*** Begin section ***

use super::{collection_common, create, Channel};
use crate::constants::ChannelType;
use crate::driver::{ChannelSpec, DigitalChan};
use crate::error::Result;
use crate::task::Task;

/// Digital input channels of a task.
///
/// A bare line string groups every line into one channel. Channels of one
/// line transfer as `bool`; channels of several lines as packed `u32` with
/// line N in bit N.
#[derive(Debug, Clone, Copy)]
pub struct DiChannelCollection<'a> {
    task: &'a Task,
}

collection_common!(DiChannelCollection, ChannelType::DigitalInput);

impl<'a> DiChannelCollection<'a> {
    /// Add input lines.
    pub fn add_di_chan(&self, params: impl Into<DigitalChan>) -> Result<Channel<'a>> {
        create(self.task, ChannelSpec::Di(params.into()))
    }
}

/// Digital output channels of a task.
#[derive(Debug, Clone, Copy)]
pub struct DoChannelCollection<'a> {
    task: &'a Task,
}

collection_common!(DoChannelCollection, ChannelType::DigitalOutput);

impl<'a> DoChannelCollection<'a> {
    /// Add output lines.
    pub fn add_do_chan(&self, params: impl Into<DigitalChan>) -> Result<Channel<'a>> {
        create(self.task, ChannelSpec::Do(params.into()))
    }
}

*** End section ***

PROBLEM TO SOLVE:
What is needed is an exact copy of all the records above.

OUTPUT FOR THIS TASK:
use super::{collection_common, create, Channel};
use crate::constants::ChannelType;
use crate::driver::{ChannelSpec, DigitalChan};
use crate::error::Result;
use crate::task::Task;

/// Digital input channels of a task.
///
/// A bare line string groups every line into one channel. Channels of one
/// line transfer as `bool`; channels of several lines as packed `u32` with
/// line N in bit N.
#[derive(Debug, Clone, Copy)]
pub struct DiChannelCollection<'a> {
    task: &'a Task,
}

collection_common!(DiChannelCollection, ChannelType::DigitalInput);

impl<'a> DiChannelCollection<'a> {
    /// Add input lines.
    pub fn add_di_chan(&self, params: impl Into<DigitalChan>) -> Result<Channel<'a>> {
        create(self.task, ChannelSpec::Di(params.into()))
    }
}

/// Digital output channels of a task.
#[derive(Debug, Clone, Copy)]
pub struct DoChannelCollection<'a> {
    task: &'a Task,
}

collection_common!(DoChannelCollection, ChannelType::DigitalOutput);

impl<'a> DoChannelCollection<'a> {
    /// Add output lines.
    pub fn add_do_chan(&self, params: impl Into<DigitalChan>) -> Result<Channel<'a>> {
        create(self.task, ChannelSpec::Do(params.into()))
    }
}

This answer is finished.